When the electrode records the right frequency of brainwaves, normally associated with memory consolidation during sleep, they accelerate; when they don’t, it slows down. It typically takes just a few minutes for the subjects to start revving up the right brainwaves – and the change in mind set is palpable, says Reiner. “I feel kind of relaxed – like when you’re in a garden or walking along beach. It’s just like being in a serene beautiful place.” The idea is to kick-start memory consolidation straight after learning, which then gives the sleeping brain a head-start as it sets about reorganising the day’s events. “You create a seed that then grows during the night,” says Reiner.
Play a tune
To test the impact on learning, her subjects first learned a complex sequence of finger movements – a little like learning to play a tune on the piano – before taking 30 minutes of neurofeedback. The benefits were immediate – straight after the training they were about 10% better than the controls, suggesting the computer game really had begun to stabilise their memories as if they were actually asleep. Importantly, the improvements continued to grow as they were tested throughout the following week, supporting her theory that neurofeedback could help memories to blossom as you sleep.
Needless to say, we will need to see bigger trials with many more subjects before these techniques should be recommended for everyday use. Since the experiments have so far used somewhat artificial tests of learning and memory, it would also be useful to see how they fare on more useful tasks; Reiner is beginning to take a few steps in this direction by testing whether her neurofeedback can help students learn the guitar. Diekelmann also thinks that we need to confirm that these memory hacks don’t have unexpected consequences. “If you enhance one set of memories, maybe you’d impair another set,” she says.

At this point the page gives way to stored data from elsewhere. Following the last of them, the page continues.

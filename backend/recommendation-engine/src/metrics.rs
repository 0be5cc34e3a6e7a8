//! Recommendation metrics for observability

use crate::models::{RecommendationOutcome, RecommendationReport};
use prometheus::{Histogram, HistogramOpts, IntCounterVec, Opts, Registry};
use std::sync::OnceLock;

static METRICS: OnceLock<RecommendationMetricsInner> = OnceLock::new();

struct RecommendationMetricsInner {
    requests: IntCounterVec,
    errors: IntCounterVec,
    candidates: IntCounterVec,
    set_size: Histogram,
}

impl RecommendationMetricsInner {
    fn new() -> Self {
        Self {
            requests: IntCounterVec::new(
                Opts::new(
                    "recommendation_requests_total",
                    "Total recommendation requests by outcome",
                ),
                &["outcome"],
            )
            .expect("valid metric definition"),
            errors: IntCounterVec::new(
                Opts::new(
                    "recommendation_errors_total",
                    "Total failed recommendation requests by error kind",
                ),
                &["kind"],
            )
            .expect("valid metric definition"),
            candidates: IntCounterVec::new(
                Opts::new(
                    "recommendation_candidates_total",
                    "Total candidates produced by each filter",
                ),
                &["source"],
            )
            .expect("valid metric definition"),
            set_size: Histogram::with_opts(
                HistogramOpts::new(
                    "recommendation_set_size",
                    "Number of companies in a recommendation set",
                )
                .buckets(vec![0.0, 1.0, 5.0, 10.0, 25.0, 50.0, 100.0, 250.0, 500.0]),
            )
            .expect("valid metric definition"),
        }
    }

    fn register(&self, registry: &Registry) -> Result<(), prometheus::Error> {
        registry.register(Box::new(self.requests.clone()))?;
        registry.register(Box::new(self.errors.clone()))?;
        registry.register(Box::new(self.candidates.clone()))?;
        registry.register(Box::new(self.set_size.clone()))?;
        Ok(())
    }
}

fn get_metrics() -> &'static RecommendationMetricsInner {
    METRICS.get_or_init(RecommendationMetricsInner::new)
}

/// Recommendation metrics wrapper
#[derive(Clone, Default)]
pub struct RecommendationMetrics;

impl RecommendationMetrics {
    pub fn new() -> Self {
        Self
    }

    /// Register all metrics with a Prometheus registry
    pub fn register(registry: &Registry) -> Result<(), prometheus::Error> {
        get_metrics().register(registry)
    }

    pub fn record_outcome(&self, outcome: &RecommendationOutcome, report: &RecommendationReport) {
        let metrics = get_metrics();
        metrics
            .requests
            .with_label_values(&[outcome.as_str()])
            .inc();

        if let Some(items) = outcome.items() {
            metrics
                .candidates
                .with_label_values(&["collaborative"])
                .inc_by(report.collaborative_count as u64);
            metrics
                .candidates
                .with_label_values(&["content"])
                .inc_by(report.content_count as u64);
            metrics.set_size.observe(items.len() as f64);
        }
    }

    pub fn record_error(&self, error_kind: &str) {
        get_metrics()
            .errors
            .with_label_values(&[error_kind])
            .inc();
    }

    pub fn requests(&self, outcome: &str) -> u64 {
        get_metrics().requests.with_label_values(&[outcome]).get()
    }

    pub fn errors(&self, error_kind: &str) -> u64 {
        get_metrics().errors.with_label_values(&[error_kind]).get()
    }
}
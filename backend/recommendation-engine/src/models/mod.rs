use serde::de::{Deserializer, IgnoredAny};
use serde::{Deserialize, Serialize};
use std::collections::BTreeSet;

/// Investor profile snapshot handed in per request.
#[derive(Debug, Clone, Default, PartialEq, Serialize, Deserialize)]
pub struct User {
    #[serde(rename = "_id", alias = "id")]
    pub id: String,
    /// Preferred industries / categories
    #[serde(default)]
    pub focus: Vec<String>,
    /// Preferred country or region
    #[serde(
        rename = "geographicPreferences",
        default,
        skip_serializing_if = "Option::is_none"
    )]
    pub geographic_preferences: Option<String>,
    /// Companies the user has viewed, oldest first
    #[serde(default)]
    pub history: Vec<String>,
    /// Companies the user explicitly saved
    #[serde(rename = "saveList", default)]
    pub save_list: Vec<String>,
}

/// Company (organization) catalog entry.
///
/// Catalog documents are not guaranteed to carry well-formed `Industry` /
/// `Country` values. Anything that is not a string deserializes to `None`.
#[derive(Debug, Clone, Default, PartialEq, Serialize, Deserialize)]
pub struct Item {
    #[serde(rename = "_id", alias = "id")]
    pub id: String,
    #[serde(
        rename = "Industry",
        alias = "industry",
        default,
        deserialize_with = "lenient_string",
        skip_serializing_if = "Option::is_none"
    )]
    pub industry: Option<String>,
    #[serde(
        rename = "Country",
        alias = "country",
        default,
        deserialize_with = "lenient_string",
        skip_serializing_if = "Option::is_none"
    )]
    pub country: Option<String>,
}

impl Item {
    pub fn new(id: impl Into<String>) -> Self {
        Self {
            id: id.into(),
            ..Default::default()
        }
    }

    pub fn with_industry(mut self, industry: impl Into<String>) -> Self {
        self.industry = Some(industry.into());
        self
    }

    pub fn with_country(mut self, country: impl Into<String>) -> Self {
        self.country = Some(country.into());
        self
    }
}

#[derive(Deserialize)]
#[serde(untagged)]
enum LenientField {
    Text(String),
    Other(IgnoredAny),
}

fn lenient_string<'de, D>(deserializer: D) -> Result<Option<String>, D::Error>
where
    D: Deserializer<'de>,
{
    Ok(match LenientField::deserialize(deserializer)? {
        LenientField::Text(value) => Some(value),
        LenientField::Other(_) => None,
    })
}

/// Where an interaction fact was derived from
#[derive(Debug, Clone, Copy, Serialize, Deserialize, PartialEq, Eq, Hash)]
#[serde(rename_all = "snake_case")]
pub enum InteractionSource {
    History,
    SaveList,
}

impl InteractionSource {
    pub fn as_str(&self) -> &'static str {
        match self {
            InteractionSource::History => "history",
            InteractionSource::SaveList => "save_list",
        }
    }
}

/// A single (user, item) engagement, reduced to binary presence.
#[derive(Debug, Clone, Serialize, Deserialize, PartialEq, Eq)]
pub struct InteractionFact {
    pub user_id: String,
    pub item_id: String,
    pub strength: u8,
    pub source: InteractionSource,
}

impl InteractionFact {
    pub fn new(
        user_id: impl Into<String>,
        item_id: impl Into<String>,
        source: InteractionSource,
    ) -> Self {
        Self {
            user_id: user_id.into(),
            item_id: item_id.into(),
            strength: 1,
            source,
        }
    }

    /// Strength is binary; anything above 1 is clamped.
    pub fn with_strength(mut self, strength: u8) -> Self {
        self.strength = strength.min(1);
        self
    }
}

/// Recommended company identifiers. Ordered only so output is reproducible.
pub type RecommendationSet = BTreeSet<String>;

/// Result of a recommendation request
#[derive(Debug, Clone, PartialEq, Eq, Serialize, Deserialize)]
#[serde(tag = "status", rename_all = "snake_case")]
pub enum RecommendationOutcome {
    /// The user has neither viewed nor saved anything yet
    NoInteractions { user_id: String },
    Recommended { items: RecommendationSet },
}

impl RecommendationOutcome {
    pub fn as_str(&self) -> &'static str {
        match self {
            RecommendationOutcome::NoInteractions { .. } => "no_interactions",
            RecommendationOutcome::Recommended { .. } => "recommended",
        }
    }

    pub fn items(&self) -> Option<&RecommendationSet> {
        match self {
            RecommendationOutcome::NoInteractions { .. } => None,
            RecommendationOutcome::Recommended { items } => Some(items),
        }
    }

    /// Message for the transport layer to show instead of an empty list
    pub fn explanation(&self) -> Option<&'static str> {
        match self {
            RecommendationOutcome::NoInteractions { .. } => Some(
                "No interactions found yet. View or save a few companies to get recommendations.",
            ),
            RecommendationOutcome::Recommended { .. } => None,
        }
    }
}

/// Per-request counters, used for logging and metrics only
#[derive(Debug, Clone, Default, PartialEq, Eq)]
pub struct RecommendationReport {
    pub interaction_facts: usize,
    pub known_users: usize,
    pub neighbors_consulted: usize,
    pub collaborative_count: usize,
    pub content_count: usize,
    pub final_count: usize,
}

And we shouldn’t shy away from the problems highlighted by fiction like Brave New World and The Simpsons, she says. Although she doesn’t think that these methods could be used for brainwashing people against their will, she thinks we still need to question whether it would be right to start manipulating their children’s memories, for instance, in these ways. “Sleep is a vulnerable state.” But she’s keen to stress that these potential issues shouldn’t deter interest in sleep learning. “It’s very worthwhile. We just need to use it as responsibly as possible.”
Once those questions have been addressed, there shouldn’t be too many practical hurdles for people who wish to use the techniques for themselves, says Diekelmann. Many of her students and colleagues have already found that sensory cues during sleep can help them swat-up for exams. “It’s very easy to apply,” she says. And you can now buy EEG kits that work with your smartphone, potentially opening the door for games that help you boost memory consolidation. Even the hardware for certain forms of tDCS became commercially available last year, which could lead to kits designed to improve sleep learning.
Further evidence will be needed to show that the commercial kits can provide the benefits seen in the laboratory experiments, but Born is optimistic. “I think it’s just a matter of time before it is used as a cognitive enhancer,” he says.
At the very least, the research could change the way we view this often under-appreciated part of our lives. Sleep tends to be considered an unnecessary down-time that we try to conquer with coffee or Red Bull; we are all driven by the need to squeeze the day for every last drop of productivity. But we may take more time to catch 40 winks if we know that the most profitable part of the day really could involve doing nothing at all.